Baby, It's Cold Outside
Snow may be headed our way this week. My advice: Bring your babies inside.
This column originally appeared in The Virginian-Pilot on February 3, 2013
Chances are, if you're 40 or older, there were events in your childhood that - if they happened today - would warrant a visit from child protective services.
Perhaps you sat on your father's lap to steer while he was driving. Rode your bike without wearing a helmet. Traveled in the bed of a pickup. Set off backyard fireworks. Carried a pocket knife to school. Drank from a garden hose.

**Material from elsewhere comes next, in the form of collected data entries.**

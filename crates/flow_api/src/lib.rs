//! Client-side protocol handling for a remote flow-execution endpoint.
//!
//! The crate owns request building, adaptive response reading (SSE,
//! newline-delimited JSON, or a single JSON document) and the reduction of
//! streamed frames into [`StreamChunk`] values and one [`FinalResult`] per
//! send. It also wraps the monitor/history endpoint used to list, replay and
//! delete chat sessions.
//!
//! Settings are an explicit [`FlowSettings`] value owned by each
//! [`FlowApiClient`]; persistence lives outside this crate.

pub mod client;
pub mod config;
pub mod error;
pub mod events;
pub mod frame;
pub mod headers;
pub mod history;
pub mod ndjson;
pub mod payload;
pub mod response;
pub mod sniff;
pub mod sse;
pub mod transcript;
pub mod transport;
pub mod url;
pub mod utf8;

pub use client::{ConnectionCheck, FlowApiClient};
pub use config::{FlowSettings, SettingsUpdate};
pub use error::FlowApiError;
pub use events::{ContentBlock, ContentItem, FinalResult, StreamChunk, ToolInvocation, ToolUse};
pub use history::{
    build_content_blocks_from_tools, new_session_id, ChatMessage, ChatRole, DeleteOutcome,
    HistoryPair, HistoryQuery, SessionSummary,
};
pub use ndjson::NdjsonStreamParser;
pub use response::parse_response;
pub use sniff::looks_like_html;
pub use sse::SseStreamParser;
pub use transcript::AssistantTurn;
pub use transport::{choose_reader, ReaderKind};
/// Incremental UTF-8 decoder for network reads.
///
/// A multi-byte character split across two reads is held back until the rest
/// of its bytes arrive. Invalid sequences decode to U+FFFD.
#[derive(Debug, Default)]
pub struct Utf8Decoder {
    pending: Vec<u8>,
}

impl Utf8Decoder {
    /// Decode `bytes`, appending the complete characters to `out`.
    pub fn decode_into(&mut self, bytes: &[u8], out: &mut String) {
        self.pending.extend_from_slice(bytes);
        let mut consumed = 0;

        loop {
            match std::str::from_utf8(&self.pending[consumed..]) {
                Ok(valid) => {
                    out.push_str(valid);
                    consumed = self.pending.len();
                    break;
                }
                Err(error) => {
                    let valid_up_to = consumed + error.valid_up_to();
                    out.push_str(
                        std::str::from_utf8(&self.pending[consumed..valid_up_to]).unwrap_or_default(),
                    );
                    match error.error_len() {
                        Some(invalid) => {
                            out.push(char::REPLACEMENT_CHARACTER);
                            consumed = valid_up_to + invalid;
                        }
                        None => {
                            consumed = valid_up_to;
                            break;
                        }
                    }
                }
            }
        }

        self.pending.drain(..consumed);
    }

    /// Flush bytes of an unterminated trailing sequence.
    pub fn finish(&mut self, out: &mut String) {
        if !self.pending.is_empty() {
            out.push_str(&String::from_utf8_lossy(&self.pending));
            self.pending.clear();
        }
    }

    pub fn has_pending(&self) -> bool {
        !self.pending.is_empty()
    }
}
use std::io;

/// Install the global subscriber, writing to stderr so stdout carries only
/// the transcript. `RUST_LOG` wins over the verbosity count.
pub fn setup_logging(verbose_level: u8) {
    let filter = if std::env::var("RUST_LOG").is_ok() {
        tracing_subscriber::EnvFilter::from_default_env()
    } else {
        tracing_subscriber::EnvFilter::new(filter_for(verbose_level))
    };

    let _ = tracing_subscriber::fmt()
        .with_env_filter(filter)
        .with_target(false)
        .with_level(true)
        .with_writer(io::stderr)
        .try_init();
}

#[must_use]
pub fn filter_for(verbose_level: u8) -> &'static str {
    match verbose_level {
        0 => "warn",
        1 => "info,flow_chat=debug,flow_api=debug,settings_store=debug",
        _ => "debug,flow_chat=trace,flow_api=trace,settings_store=trace",
    }
}
mod error;
mod paths;
mod schema;
mod store;

pub use error::SettingsStoreError;
pub use paths::{default_root, settings_file, settings_root, HOME_ENV, SETTINGS_DIR, SETTINGS_FILE};
pub use schema::{SettingsPatch, StoredSettings, DEFAULT_AI_NAME};
pub use store::SettingsStore;
use serde_json::json;

use flow_api::{
    build_content_blocks_from_tools, AssistantTurn, ChatRole, ContentBlock, FinalResult,
    StreamChunk, ToolInvocation,
};

fn text_chunk(text: &str, replace: bool) -> StreamChunk {
    StreamChunk::Structured {
        text: Some(text.to_owned()),
        replace,
        tools: Vec::new(),
        content_blocks: Vec::new(),
    }
}

fn calc_tool() -> ToolInvocation {
    ToolInvocation {
        name: "calc".to_owned(),
        input: json!({"a": 1}),
        output: json!(2),
    }
}

#[test]
fn echoed_prompt_is_ignored() {
    let mut turn = AssistantTurn::new("What is 1+1?");
    assert!(!turn.apply(&text_chunk("  What is 1+1? ", true)));
    assert!(!turn.apply(&StreamChunk::Raw("What is 1+1?".to_owned())));
    assert_eq!(turn.text(), "");
    assert!(turn.is_typing());
}

#[test]
fn replace_chunks_overwrite_and_deltas_append() {
    let mut turn = AssistantTurn::new("q");
    turn.apply(&text_chunk("Hel", false));
    turn.apply(&text_chunk("lo", false));
    assert_eq!(turn.text(), "Hello");

    turn.apply(&text_chunk("Hello there", true));
    assert_eq!(turn.text(), "Hello there");

    turn.apply(&StreamChunk::Raw("raw snapshot".to_owned()));
    assert_eq!(turn.text(), "raw snapshot");
    assert!(!turn.is_typing());
}

#[test]
fn tools_without_blocks_synthesize_agent_steps() {
    let mut turn = AssistantTurn::new("q");
    turn.apply(&StreamChunk::Structured {
        text: None,
        replace: false,
        tools: vec![calc_tool()],
        content_blocks: Vec::new(),
    });

    let expected = build_content_blocks_from_tools(&[calc_tool()]).expect("blocks");
    assert_eq!(turn.content_blocks(), Some(expected.as_slice()));
    assert!(turn.is_typing());
}

#[test]
fn final_result_only_overrides_with_non_empty_values() {
    let mut turn = AssistantTurn::new("q");
    turn.apply(&StreamChunk::Structured {
        text: Some("streamed".to_owned()),
        replace: true,
        tools: vec![calc_tool()],
        content_blocks: vec![ContentBlock::new("Steps", Vec::new())],
    });

    turn.finish(&FinalResult::stream_end());
    assert_eq!(turn.text(), "streamed");
    assert_eq!(turn.content_blocks().map(|blocks| blocks[0].title.as_str()), Some("Steps"));
    assert!(!turn.is_typing());

    turn.finish(&FinalResult {
        text: "final".to_owned(),
        content_blocks: Some(Vec::new()),
        raw: json!(null),
    });
    assert_eq!(turn.text(), "final");
    assert_eq!(turn.content_blocks().map(<[ContentBlock]>::len), Some(1));

    let message = turn.into_message(4);
    assert_eq!(message.id, 4);
    assert_eq!(message.role, ChatRole::Assistant);
    assert_eq!(message.content, "final");
}
use std::sync::OnceLock;

use regex::Regex;

fn html_marker_regex() -> &'static Regex {
    static CACHED: OnceLock<Regex> = OnceLock::new();
    CACHED.get_or_init(|| {
        Regex::new(r"(?i)<!doctype html|<html|<head|<body|<title")
            .expect("html marker regex must compile")
    })
}

/// Heuristic for reverse-proxy or server error pages delivered where a stream
/// or JSON document was expected.
///
/// Shared by both stream readers, the chunk guard and every non-streaming
/// response check so detection is identical everywhere.
pub fn looks_like_html(text: &str) -> bool {
    let trimmed = text.trim();
    if trimmed.is_empty() {
        return false;
    }
    html_marker_regex().is_match(trimmed) || trimmed.to_ascii_lowercase().ends_with("</html>")
}

/// `Content-Type` values that announce an HTML page.
pub fn is_html_content_type(content_type: &str) -> bool {
    content_type.to_ascii_lowercase().contains("text/html")
}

I did all of the above and used that dirty green hose as a constant source of hydration because I rarely was allowed in the house. You see, my mom was a fierce believer in fresh air. Summer and winter, my brother and I often could be seen crying on the porch, begging to be let in.

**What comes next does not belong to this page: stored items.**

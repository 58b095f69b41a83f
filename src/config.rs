//! Environment overrides layered over the stored settings.

use std::env;

use flow_api::FlowSettings;
use settings_store::StoredSettings;

pub const BASE_URL_ENV: &str = "FLOW_CHAT_BASE_URL";
pub const API_KEY_ENV: &str = "FLOW_CHAT_API_KEY";
pub const FLOW_ID_ENV: &str = "FLOW_CHAT_FLOW_ID";

#[derive(Debug, Clone, Default, PartialEq, Eq)]
pub struct EnvOverrides {
    pub base_url: Option<String>,
    pub api_key: Option<String>,
    pub flow_id: Option<String>,
}

impl EnvOverrides {
    pub fn from_env() -> Self {
        Self {
            base_url: env_string_opt(BASE_URL_ENV),
            api_key: env_string_opt(API_KEY_ENV),
            flow_id: env_string_opt(FLOW_ID_ENV),
        }
    }

    /// Stored settings with any override applied on top.
    #[must_use]
    pub fn resolve(&self, stored: &StoredSettings) -> FlowSettings {
        let mut settings = stored.to_flow_settings();
        if let Some(base_url) = &self.base_url {
            settings = settings.with_base_url(base_url.clone());
        }
        if let Some(api_key) = &self.api_key {
            settings = settings.with_api_key(api_key.clone());
        }
        if let Some(flow_id) = &self.flow_id {
            settings = settings.with_flow_id(flow_id.clone());
        }
        settings.with_user_agent(concat!("flow_chat/", env!("CARGO_PKG_VERSION")))
    }
}

fn env_string_opt(key: &str) -> Option<String> {
    env::var(key).ok().and_then(|value| {
        if value.trim().is_empty() {
            None
        } else {
            Some(value)
        }
    })
}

"Stay out!" she'd holler. "Fresh air's good for you."
She truly believed that open windows built immunity. My mother boasted that we were impervious to the diseases that smote the weaker children in our neighborhood simply because we slept with our curtains blowing. We still had our tonsils. None of the other kids did. Case closed.
As soon as my first baby was born, this newly minted grandma began lobbying for fresh-air therapy, reminding me that from the time I was 1 week old, I napped outside.

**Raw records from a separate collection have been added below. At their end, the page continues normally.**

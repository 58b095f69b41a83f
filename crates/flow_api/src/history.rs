//! Monitor endpoint access: raw history records, user/assistant pairing,
//! session summaries and deletion.

use std::collections::HashMap;

use serde::{Deserialize, Serialize};
use serde_json::Value;
use time::format_description::well_known::Rfc3339;
use time::macros::format_description;
use time::{OffsetDateTime, PrimitiveDateTime};
use tracing::{debug, warn};

use crate::client::{content_type, ensure_success, FlowApiClient};
use crate::error::FlowApiError;
use crate::events::{ContentBlock, ContentItem, ToolInvocation, ToolUse};
use crate::frame::{blocks_in, tools_in_blocks};
use crate::headers::RequestKind;
use crate::url::{messages_url, session_url};

/// Title of the block synthesized from a bare tool list.
pub const AGENT_STEPS_TITLE: &str = "Agent Steps";
pub const DEFAULT_SESSION_TITLE: &str = "Chat";
pub const DEFAULT_SESSION_LIMIT: usize = 50;

const TITLE_CHARS: usize = 24;
const PREVIEW_CHARS: usize = 80;
/// Numeric timestamps above this are already milliseconds.
const MILLIS_THRESHOLD: f64 = 1e12;

const USER_SENDER: &str = "User";
const ASSISTANT_SENDERS: [&str; 2] = ["Machine", "AI"];

/// Which history records to fetch.
#[derive(Debug, Clone, Default, PartialEq, Eq)]
pub struct HistoryQuery {
    pub session_id: Option<String>,
    /// Fetch every session, ignoring `session_id`.
    pub all: bool,
}

impl HistoryQuery {
    pub fn all() -> Self {
        Self {
            session_id: None,
            all: true,
        }
    }

    pub fn session(session_id: impl Into<String>) -> Self {
        Self {
            session_id: Some(session_id.into()),
            all: false,
        }
    }
}

/// One user prompt and the assistant answer that followed it.
#[derive(Debug, Clone, Default, PartialEq)]
pub struct HistoryPair {
    pub input: String,
    pub output: String,
    pub session_id: String,
    pub timestamp_ms: Option<i64>,
    pub tools: Vec<ToolInvocation>,
    pub content_blocks: Option<Vec<ContentBlock>>,
}

#[derive(Debug, Clone, PartialEq, Eq, Serialize)]
pub struct SessionSummary {
    pub session_id: String,
    pub title: String,
    pub preview: String,
    pub timestamp_ms: i64,
}

#[derive(Debug, Clone, Copy, PartialEq, Eq, Serialize, Deserialize)]
#[serde(rename_all = "lowercase")]
pub enum ChatRole {
    User,
    Assistant,
}

/// A replayable transcript entry.
#[derive(Debug, Clone, PartialEq, Serialize)]
pub struct ChatMessage {
    pub id: u64,
    pub role: ChatRole,
    pub content: String,
    pub timestamp_ms: i64,
    #[serde(skip_serializing_if = "Option::is_none")]
    pub content_blocks: Option<Vec<ContentBlock>>,
}

/// Result of [`FlowApiClient::delete_session`]. Failures are reported here
/// rather than as errors.
#[derive(Debug, Clone, PartialEq, Eq)]
pub struct DeleteOutcome {
    pub success: bool,
    /// HTTP status, or `0` when no response was received.
    pub status: u16,
    pub message: Option<String>,
}

impl DeleteOutcome {
    fn failed(status: u16, message: impl Into<String>) -> Self {
        Self {
            success: false,
            status,
            message: Some(message.into()),
        }
    }
}

impl FlowApiClient {
    /// Fetch raw history and pair it into prompt/answer turns.
    pub async fn get_messages(&self, query: &HistoryQuery) -> Result<Vec<HistoryPair>, FlowApiError> {
        let session_id = (!query.all).then(|| query.session_id.as_deref().unwrap_or(""));
        let url = messages_url(self.settings(), session_id)?;
        debug!(%url, "fetching history");

        let response = self
            .http()
            .get(url)
            .headers(self.headers(RequestKind::History)?)
            .send()
            .await?;
        let response = ensure_success(response).await?;

        if !content_type(&response).contains("application/json") {
            let body = response.text().await.unwrap_or_default();
            return Err(FlowApiError::unexpected_body(&body));
        }

        let records: Value = response.json().await?;
        Ok(pair_records(&records))
    }

    /// Most recent sessions first, at most `limit` of them.
    pub async fn list_sessions(&self, limit: usize) -> Result<Vec<SessionSummary>, FlowApiError> {
        let pairs = self.get_messages(&HistoryQuery::all()).await?;
        Ok(summarize_sessions(&pairs, limit, now_ms()))
    }

    /// Replay one session as alternating user and assistant messages.
    pub async fn get_session_messages(
        &self,
        session_id: &str,
    ) -> Result<Vec<ChatMessage>, FlowApiError> {
        let pairs = self.get_messages(&HistoryQuery::session(session_id)).await?;
        Ok(flatten_pairs(&pairs, now_ms()))
    }

    /// Delete every message of a session. Never fails; see [`DeleteOutcome`].
    pub async fn delete_session(&self, session_id: &str) -> DeleteOutcome {
        if session_id.trim().is_empty() {
            return DeleteOutcome::failed(0, "a session id is required");
        }

        let request = match session_url(self.settings(), session_id)
            .and_then(|url| Ok(self.http().delete(url).headers(self.headers(RequestKind::Delete)?)))
        {
            Ok(request) => request,
            Err(error) => return DeleteOutcome::failed(0, error.user_message()),
        };

        let response = match request.send().await {
            Ok(response) => response,
            Err(error) => {
                warn!(%error, session_id, "delete request failed");
                return DeleteOutcome::failed(0, FlowApiError::from(error).user_message());
            }
        };

        let status = response.status().as_u16();
        match ensure_success(response).await {
            Ok(_) => DeleteOutcome {
                success: true,
                status,
                message: None,
            },
            Err(error) => DeleteOutcome::failed(status, error.to_string()),
        }
    }
}

/// Pair records two at a time: a `User` record followed by a `Machine`/`AI`
/// record. Pairs that do not match are dropped, not realigned, and a trailing
/// unpaired record is ignored.
pub fn pair_records(records: &Value) -> Vec<HistoryPair> {
    let Some(records) = records.as_array() else {
        warn!("history response is not an array");
        return Vec::new();
    };

    let mut pairs = Vec::new();
    for (index, pair) in records.chunks_exact(2).enumerate() {
        let (user, assistant) = (&pair[0], &pair[1]);
        if !is_user(user) || !is_assistant(assistant) {
            warn!(position = index * 2, "skipping misaligned history records");
            continue;
        }

        let blocks = blocks_in(Some(assistant));
        let tools = tools_in_blocks(&blocks);
        pairs.push(HistoryPair {
            input: string_field(user, "text"),
            output: string_field(assistant, "text"),
            session_id: session_of(user)
                .or_else(|| session_of(assistant))
                .unwrap_or_default()
                .to_owned(),
            timestamp_ms: pair_timestamp(user, assistant),
            tools,
            content_blocks: (!blocks.is_empty()).then_some(blocks),
        });
    }
    pairs
}

/// Group pairs by session, keep the newest pair of each, newest session first.
/// Pairs without a timestamp count as `now_ms`; on equal timestamps the later
/// pair wins.
pub fn summarize_sessions(pairs: &[HistoryPair], limit: usize, now_ms: i64) -> Vec<SessionSummary> {
    let mut sessions: Vec<SessionSummary> = Vec::new();
    let mut index_by_id: HashMap<&str, usize> = HashMap::new();

    for pair in pairs {
        if pair.session_id.is_empty() {
            continue;
        }
        let timestamp_ms = pair.timestamp_ms.unwrap_or(now_ms);
        let text = if pair.input.is_empty() { &pair.output } else { &pair.input };
        let title: String = text.chars().take(TITLE_CHARS).collect();
        let summary = SessionSummary {
            session_id: pair.session_id.clone(),
            title: if title.is_empty() {
                DEFAULT_SESSION_TITLE.to_owned()
            } else {
                title
            },
            preview: text.chars().take(PREVIEW_CHARS).collect(),
            timestamp_ms,
        };

        match index_by_id.get(pair.session_id.as_str()) {
            Some(&slot) if sessions[slot].timestamp_ms <= timestamp_ms => sessions[slot] = summary,
            Some(_) => {}
            None => {
                index_by_id.insert(&pair.session_id, sessions.len());
                sessions.push(summary);
            }
        }
    }

    sessions.sort_by(|left, right| right.timestamp_ms.cmp(&left.timestamp_ms));
    sessions.truncate(limit);
    sessions
}

/// Expand pairs into messages. Assistant messages carry the pair's blocks,
/// or blocks rebuilt from its tool list.
pub fn flatten_pairs(pairs: &[HistoryPair], now_ms: i64) -> Vec<ChatMessage> {
    let mut messages = Vec::new();
    for pair in pairs {
        let timestamp_ms = pair.timestamp_ms.unwrap_or(now_ms);
        if !pair.input.is_empty() {
            messages.push(ChatMessage {
                id: messages.len() as u64 + 1,
                role: ChatRole::User,
                content: pair.input.clone(),
                timestamp_ms,
                content_blocks: None,
            });
        }
        if !pair.output.is_empty() {
            let content_blocks = pair
                .content_blocks
                .clone()
                .filter(|blocks| !blocks.is_empty())
                .or_else(|| build_content_blocks_from_tools(&pair.tools));
            messages.push(ChatMessage {
                id: messages.len() as u64 + 1,
                role: ChatRole::Assistant,
                content: pair.output.clone(),
                timestamp_ms,
                content_blocks,
            });
        }
    }
    messages
}

/// Wrap tool invocations in a single "Agent Steps" block. Inverse of the
/// `tool_use` extraction; `None` for an empty list.
pub fn build_content_blocks_from_tools(tools: &[ToolInvocation]) -> Option<Vec<ContentBlock>> {
    if tools.is_empty() {
        return None;
    }
    let contents = tools
        .iter()
        .map(|tool| ContentItem::ToolUse(ToolUse::from_invocation(tool)))
        .collect();
    Some(vec![ContentBlock::new(AGENT_STEPS_TITLE, contents)])
}

/// Identifier for a new chat: `chat_<epoch-ms>`.
pub fn new_session_id() -> String {
    format!("chat_{}", now_ms())
}

/// Milliseconds since the Unix epoch for an RFC 3339 string, a
/// `YYYY-MM-DD HH:MM:SS[.ffffff][ UTC]` string, or a number of seconds or
/// milliseconds.
pub fn parse_timestamp_ms(value: &Value) -> Option<i64> {
    match value {
        Value::Number(number) => number.as_f64().map(epoch_number_to_ms),
        Value::String(text) => parse_timestamp_str(text.trim()),
        _ => None,
    }
}

fn parse_timestamp_str(text: &str) -> Option<i64> {
    if text.is_empty() {
        return None;
    }
    if let Ok(number) = text.parse::<f64>() {
        return Some(epoch_number_to_ms(number));
    }
    if let Ok(parsed) = OffsetDateTime::parse(text, &Rfc3339) {
        return Some(datetime_ms(parsed));
    }

    let naive = text
        .strip_suffix("UTC")
        .or_else(|| text.strip_suffix('Z'))
        .unwrap_or(text)
        .trim()
        .replacen('T', " ", 1);
    let with_fraction = format_description!("[year]-[month]-[day] [hour]:[minute]:[second].[subsecond]");
    let whole_seconds = format_description!("[year]-[month]-[day] [hour]:[minute]:[second]");

    PrimitiveDateTime::parse(&naive, with_fraction)
        .or_else(|_| PrimitiveDateTime::parse(&naive, whole_seconds))
        .ok()
        .map(|parsed| datetime_ms(parsed.assume_utc()))
}

fn epoch_number_to_ms(number: f64) -> i64 {
    if number.abs() > MILLIS_THRESHOLD {
        number as i64
    } else {
        (number * 1000.0) as i64
    }
}

fn datetime_ms(datetime: OffsetDateTime) -> i64 {
    (datetime.unix_timestamp_nanos() / 1_000_000) as i64
}

pub(crate) fn now_ms() -> i64 {
    datetime_ms(OffsetDateTime::now_utc())
}

/// First present of `ai.timestamp`, `user.timestamp`, `ai.created_at`,
/// `user.created_at`.
fn pair_timestamp(user: &Value, assistant: &Value) -> Option<i64> {
    [
        assistant.get("timestamp"),
        user.get("timestamp"),
        assistant.get("created_at"),
        user.get("created_at"),
    ]
    .into_iter()
    .flatten()
    .find(|value| is_present(value))
    .and_then(parse_timestamp_ms)
}

fn is_present(value: &Value) -> bool {
    match value {
        Value::Null => false,
        Value::String(text) => !text.is_empty(),
        _ => true,
    }
}

fn sender(record: &Value) -> Option<&str> {
    record.get("sender").and_then(Value::as_str)
}

fn is_user(record: &Value) -> bool {
    sender(record) == Some(USER_SENDER)
}

fn is_assistant(record: &Value) -> bool {
    sender(record).is_some_and(|sender| ASSISTANT_SENDERS.contains(&sender))
}

fn string_field(record: &Value, field: &str) -> String {
    record
        .get(field)
        .and_then(Value::as_str)
        .unwrap_or_default()
        .to_owned()
}

fn session_of(record: &Value) -> Option<&str> {
    record
        .get("session_id")
        .and_then(Value::as_str)
        .filter(|id| !id.is_empty())
}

"I'm not doing that to my daughter," I told her. "I'm letting her sleep in the house."
"Aw, the biggest danger you ever faced was just that one snowstorm," she laughed, as she launched into yet another tale that convinced me I may have been raised by wolves.
Seems on one particularly frigid February afternoon, when I was just 5 months old, my mother wrapped me up and stuck me in the baby carriage, which was parked in the grass. She then went back inside to wax the floors in our second-floor apartment.
"You were fine," she added quickly. "You were wearing a snowsuit. Plus, I put a mosquito net over the carriage, one with fishing weights in the corners so it wouldn't blow away."
I know what you're thinking. No, mosquitoes definitely were not a problem in New Jersey in winter. The netting was there to keep leaves and acorns off me, and to fend off cats and other predators.
I've never waxed a floor, but I assume it involves crawling around on your hands and knees, which might explain why my mother not only lost track of time, but also the weather.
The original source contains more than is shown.